◆ **Requirement**: Which lines below include the string "Medium"? Please show each one.

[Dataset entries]
════════════════════

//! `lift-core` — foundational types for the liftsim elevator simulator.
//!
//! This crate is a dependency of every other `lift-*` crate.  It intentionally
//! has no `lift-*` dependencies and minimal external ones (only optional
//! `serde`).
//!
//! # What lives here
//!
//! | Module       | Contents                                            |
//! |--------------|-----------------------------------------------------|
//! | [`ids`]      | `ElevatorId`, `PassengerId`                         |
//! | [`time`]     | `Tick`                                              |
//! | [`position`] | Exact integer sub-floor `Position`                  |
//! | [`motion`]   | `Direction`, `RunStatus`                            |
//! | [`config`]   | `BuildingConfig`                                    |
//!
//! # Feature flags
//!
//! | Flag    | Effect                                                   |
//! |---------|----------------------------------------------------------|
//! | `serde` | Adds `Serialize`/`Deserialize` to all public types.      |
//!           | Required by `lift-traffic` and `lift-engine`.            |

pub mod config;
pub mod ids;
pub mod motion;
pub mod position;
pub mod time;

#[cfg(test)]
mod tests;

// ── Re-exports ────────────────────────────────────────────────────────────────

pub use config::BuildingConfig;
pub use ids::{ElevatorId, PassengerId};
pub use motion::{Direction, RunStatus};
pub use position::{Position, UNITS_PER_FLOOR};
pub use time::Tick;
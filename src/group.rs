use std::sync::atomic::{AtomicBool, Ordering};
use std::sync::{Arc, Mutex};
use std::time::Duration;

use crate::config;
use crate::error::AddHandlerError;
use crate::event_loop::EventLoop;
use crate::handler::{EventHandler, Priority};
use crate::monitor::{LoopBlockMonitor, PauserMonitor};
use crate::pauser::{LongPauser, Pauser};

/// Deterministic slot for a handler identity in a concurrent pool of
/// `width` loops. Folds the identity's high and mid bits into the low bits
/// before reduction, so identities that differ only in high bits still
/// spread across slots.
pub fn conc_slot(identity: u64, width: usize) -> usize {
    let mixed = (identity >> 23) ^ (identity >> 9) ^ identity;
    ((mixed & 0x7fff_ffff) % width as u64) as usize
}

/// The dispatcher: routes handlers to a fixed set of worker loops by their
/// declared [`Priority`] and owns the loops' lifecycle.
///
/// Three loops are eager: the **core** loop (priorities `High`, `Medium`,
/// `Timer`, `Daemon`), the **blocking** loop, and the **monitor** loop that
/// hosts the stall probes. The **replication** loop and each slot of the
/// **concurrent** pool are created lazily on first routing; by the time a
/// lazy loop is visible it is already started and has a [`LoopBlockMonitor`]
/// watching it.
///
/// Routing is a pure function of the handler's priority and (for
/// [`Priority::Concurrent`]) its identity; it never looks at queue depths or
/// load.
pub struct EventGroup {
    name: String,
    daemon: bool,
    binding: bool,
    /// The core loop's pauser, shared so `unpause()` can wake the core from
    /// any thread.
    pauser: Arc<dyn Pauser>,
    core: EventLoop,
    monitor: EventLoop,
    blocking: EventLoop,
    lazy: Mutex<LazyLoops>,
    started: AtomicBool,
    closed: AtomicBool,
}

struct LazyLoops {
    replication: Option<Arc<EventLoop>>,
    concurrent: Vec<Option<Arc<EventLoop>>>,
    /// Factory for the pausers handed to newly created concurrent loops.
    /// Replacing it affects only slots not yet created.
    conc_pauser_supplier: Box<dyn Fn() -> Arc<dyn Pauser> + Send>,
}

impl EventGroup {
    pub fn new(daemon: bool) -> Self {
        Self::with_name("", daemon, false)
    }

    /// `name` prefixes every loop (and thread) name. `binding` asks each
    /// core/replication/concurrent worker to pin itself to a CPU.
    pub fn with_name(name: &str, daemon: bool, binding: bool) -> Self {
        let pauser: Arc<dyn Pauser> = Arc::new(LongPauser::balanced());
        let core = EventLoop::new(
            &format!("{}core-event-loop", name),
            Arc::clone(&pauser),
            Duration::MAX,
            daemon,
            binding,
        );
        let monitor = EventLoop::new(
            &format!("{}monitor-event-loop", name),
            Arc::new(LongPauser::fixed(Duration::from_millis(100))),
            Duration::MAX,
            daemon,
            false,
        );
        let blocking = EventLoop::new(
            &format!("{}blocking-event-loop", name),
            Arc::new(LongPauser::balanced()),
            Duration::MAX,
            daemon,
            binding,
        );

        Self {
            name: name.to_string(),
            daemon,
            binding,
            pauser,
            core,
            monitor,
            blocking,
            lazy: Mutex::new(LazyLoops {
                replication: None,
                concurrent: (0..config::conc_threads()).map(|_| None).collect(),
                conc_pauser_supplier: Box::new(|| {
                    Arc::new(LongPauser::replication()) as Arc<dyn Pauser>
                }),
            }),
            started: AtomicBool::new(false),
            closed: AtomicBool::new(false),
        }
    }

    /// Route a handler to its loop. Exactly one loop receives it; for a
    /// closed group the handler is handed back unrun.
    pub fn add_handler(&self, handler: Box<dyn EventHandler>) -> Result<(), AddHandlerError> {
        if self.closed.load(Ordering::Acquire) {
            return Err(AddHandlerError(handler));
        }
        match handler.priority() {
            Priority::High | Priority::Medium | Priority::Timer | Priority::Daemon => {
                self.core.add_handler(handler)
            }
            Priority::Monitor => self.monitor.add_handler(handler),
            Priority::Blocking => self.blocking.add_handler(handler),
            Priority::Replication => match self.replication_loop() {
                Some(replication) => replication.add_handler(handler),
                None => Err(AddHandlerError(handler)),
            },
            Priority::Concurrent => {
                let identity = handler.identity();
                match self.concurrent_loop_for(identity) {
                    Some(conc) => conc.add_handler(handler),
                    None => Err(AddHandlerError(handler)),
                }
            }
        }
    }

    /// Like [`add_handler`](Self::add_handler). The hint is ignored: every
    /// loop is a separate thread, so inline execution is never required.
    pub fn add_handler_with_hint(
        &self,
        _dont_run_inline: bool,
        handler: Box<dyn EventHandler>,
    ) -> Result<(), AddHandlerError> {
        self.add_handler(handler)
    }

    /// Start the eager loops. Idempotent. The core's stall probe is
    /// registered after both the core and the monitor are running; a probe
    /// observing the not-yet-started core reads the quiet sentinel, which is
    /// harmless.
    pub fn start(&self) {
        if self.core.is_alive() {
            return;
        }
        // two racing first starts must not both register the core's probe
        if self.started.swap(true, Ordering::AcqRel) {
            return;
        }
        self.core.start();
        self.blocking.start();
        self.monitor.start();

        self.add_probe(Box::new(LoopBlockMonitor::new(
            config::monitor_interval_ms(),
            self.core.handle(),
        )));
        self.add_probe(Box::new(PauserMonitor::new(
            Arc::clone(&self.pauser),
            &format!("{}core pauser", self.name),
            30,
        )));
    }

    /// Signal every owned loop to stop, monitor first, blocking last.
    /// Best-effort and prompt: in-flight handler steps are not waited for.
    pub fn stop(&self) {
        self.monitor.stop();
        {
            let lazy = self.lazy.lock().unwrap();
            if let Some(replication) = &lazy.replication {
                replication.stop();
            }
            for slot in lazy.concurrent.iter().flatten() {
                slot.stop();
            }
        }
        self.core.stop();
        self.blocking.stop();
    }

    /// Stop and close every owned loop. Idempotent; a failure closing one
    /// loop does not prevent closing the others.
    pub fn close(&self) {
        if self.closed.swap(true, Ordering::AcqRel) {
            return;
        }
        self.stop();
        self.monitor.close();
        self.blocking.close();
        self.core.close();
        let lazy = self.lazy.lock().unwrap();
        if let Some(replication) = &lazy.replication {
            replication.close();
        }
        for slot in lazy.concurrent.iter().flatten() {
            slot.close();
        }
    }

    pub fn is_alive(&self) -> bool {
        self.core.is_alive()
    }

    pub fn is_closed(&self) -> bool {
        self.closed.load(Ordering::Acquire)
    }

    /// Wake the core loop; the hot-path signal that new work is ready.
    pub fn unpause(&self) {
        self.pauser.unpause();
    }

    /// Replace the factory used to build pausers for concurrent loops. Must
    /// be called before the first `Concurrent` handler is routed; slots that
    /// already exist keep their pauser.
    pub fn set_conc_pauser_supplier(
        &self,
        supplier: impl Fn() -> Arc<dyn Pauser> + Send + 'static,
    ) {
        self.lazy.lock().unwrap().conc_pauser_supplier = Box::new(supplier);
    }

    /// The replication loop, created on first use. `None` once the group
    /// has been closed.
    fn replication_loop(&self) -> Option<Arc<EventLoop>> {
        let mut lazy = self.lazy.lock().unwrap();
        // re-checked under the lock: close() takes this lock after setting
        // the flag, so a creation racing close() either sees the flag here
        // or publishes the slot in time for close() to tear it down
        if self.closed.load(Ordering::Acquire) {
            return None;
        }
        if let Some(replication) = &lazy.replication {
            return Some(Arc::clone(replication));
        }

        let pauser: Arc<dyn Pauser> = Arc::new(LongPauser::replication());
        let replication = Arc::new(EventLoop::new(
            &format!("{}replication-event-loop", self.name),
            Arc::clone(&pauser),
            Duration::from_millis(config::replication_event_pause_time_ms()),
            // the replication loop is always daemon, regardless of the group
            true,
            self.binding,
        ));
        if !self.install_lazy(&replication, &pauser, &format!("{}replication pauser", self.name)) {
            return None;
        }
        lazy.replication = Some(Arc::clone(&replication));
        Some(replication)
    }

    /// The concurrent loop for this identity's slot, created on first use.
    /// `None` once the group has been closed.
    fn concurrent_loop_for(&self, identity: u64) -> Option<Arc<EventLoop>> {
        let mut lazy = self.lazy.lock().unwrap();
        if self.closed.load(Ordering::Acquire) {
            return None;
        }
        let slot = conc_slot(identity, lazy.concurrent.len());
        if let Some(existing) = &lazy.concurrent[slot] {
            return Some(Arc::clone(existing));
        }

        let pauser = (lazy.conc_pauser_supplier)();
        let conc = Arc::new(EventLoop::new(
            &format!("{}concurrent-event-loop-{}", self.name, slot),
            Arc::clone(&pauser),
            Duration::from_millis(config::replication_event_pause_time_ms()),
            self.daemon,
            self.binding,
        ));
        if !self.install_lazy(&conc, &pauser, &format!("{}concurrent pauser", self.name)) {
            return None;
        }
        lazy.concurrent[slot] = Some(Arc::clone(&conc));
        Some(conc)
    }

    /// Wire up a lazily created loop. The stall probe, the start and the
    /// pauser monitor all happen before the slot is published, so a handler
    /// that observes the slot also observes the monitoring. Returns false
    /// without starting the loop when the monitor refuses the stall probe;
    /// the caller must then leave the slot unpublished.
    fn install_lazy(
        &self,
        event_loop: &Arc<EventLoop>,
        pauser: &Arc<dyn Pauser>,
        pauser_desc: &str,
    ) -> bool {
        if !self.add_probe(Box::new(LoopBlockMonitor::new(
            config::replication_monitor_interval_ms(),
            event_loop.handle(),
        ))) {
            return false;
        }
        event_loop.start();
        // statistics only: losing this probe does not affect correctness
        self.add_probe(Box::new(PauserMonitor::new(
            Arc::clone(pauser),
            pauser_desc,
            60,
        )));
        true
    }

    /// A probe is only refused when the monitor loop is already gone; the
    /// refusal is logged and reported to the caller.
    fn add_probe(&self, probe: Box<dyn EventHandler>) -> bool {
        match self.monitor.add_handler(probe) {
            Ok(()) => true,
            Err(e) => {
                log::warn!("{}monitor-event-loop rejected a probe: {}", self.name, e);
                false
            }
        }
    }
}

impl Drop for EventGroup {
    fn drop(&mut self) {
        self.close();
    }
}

════════════════════

◆ **Answer box**:
/// Three loops are eager: the **core** loop (priorities `High`, `Medium`,
            Priority::High | Priority::Medium | Priority::Timer | Priority::Daemon => {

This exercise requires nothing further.